DATA FOR PROCESSING:
..........

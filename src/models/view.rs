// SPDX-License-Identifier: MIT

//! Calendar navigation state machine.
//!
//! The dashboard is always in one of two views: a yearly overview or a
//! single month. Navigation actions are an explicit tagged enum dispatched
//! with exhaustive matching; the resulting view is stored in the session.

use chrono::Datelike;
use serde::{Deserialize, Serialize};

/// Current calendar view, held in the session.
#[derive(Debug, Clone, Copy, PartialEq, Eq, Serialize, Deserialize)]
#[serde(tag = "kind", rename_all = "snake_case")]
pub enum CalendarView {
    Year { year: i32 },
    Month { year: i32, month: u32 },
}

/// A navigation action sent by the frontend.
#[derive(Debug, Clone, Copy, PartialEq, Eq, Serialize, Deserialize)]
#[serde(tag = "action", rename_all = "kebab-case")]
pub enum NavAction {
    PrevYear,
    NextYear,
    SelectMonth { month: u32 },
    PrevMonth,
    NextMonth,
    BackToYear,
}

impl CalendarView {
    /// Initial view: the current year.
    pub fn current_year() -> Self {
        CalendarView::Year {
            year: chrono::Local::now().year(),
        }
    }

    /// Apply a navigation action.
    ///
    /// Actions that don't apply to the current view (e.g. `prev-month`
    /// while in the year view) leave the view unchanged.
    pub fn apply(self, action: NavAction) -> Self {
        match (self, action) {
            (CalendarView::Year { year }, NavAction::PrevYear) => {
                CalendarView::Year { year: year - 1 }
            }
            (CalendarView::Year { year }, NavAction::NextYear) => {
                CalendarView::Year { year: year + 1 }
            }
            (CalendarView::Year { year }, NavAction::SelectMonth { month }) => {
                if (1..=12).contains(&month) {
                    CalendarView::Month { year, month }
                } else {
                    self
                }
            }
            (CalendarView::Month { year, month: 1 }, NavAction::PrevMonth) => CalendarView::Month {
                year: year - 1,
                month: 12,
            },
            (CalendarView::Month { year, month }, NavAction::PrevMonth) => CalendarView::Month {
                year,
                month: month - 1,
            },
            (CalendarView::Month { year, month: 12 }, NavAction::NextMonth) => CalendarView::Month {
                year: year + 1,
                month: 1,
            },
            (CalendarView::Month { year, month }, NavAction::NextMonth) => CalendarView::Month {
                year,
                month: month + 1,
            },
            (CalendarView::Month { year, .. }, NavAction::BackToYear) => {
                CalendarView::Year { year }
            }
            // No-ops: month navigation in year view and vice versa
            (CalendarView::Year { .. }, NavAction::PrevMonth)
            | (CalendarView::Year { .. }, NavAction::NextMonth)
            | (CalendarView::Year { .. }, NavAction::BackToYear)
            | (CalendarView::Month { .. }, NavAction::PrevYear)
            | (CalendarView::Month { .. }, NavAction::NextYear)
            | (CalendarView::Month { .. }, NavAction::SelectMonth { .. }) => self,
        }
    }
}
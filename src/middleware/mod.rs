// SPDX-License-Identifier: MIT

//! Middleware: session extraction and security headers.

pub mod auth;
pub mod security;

..........

PROBLEM STATEMENT: Of the records above, copy each line that includes "security".

TASK ANSWER:
//! Middleware: session extraction and security headers.
pub mod security;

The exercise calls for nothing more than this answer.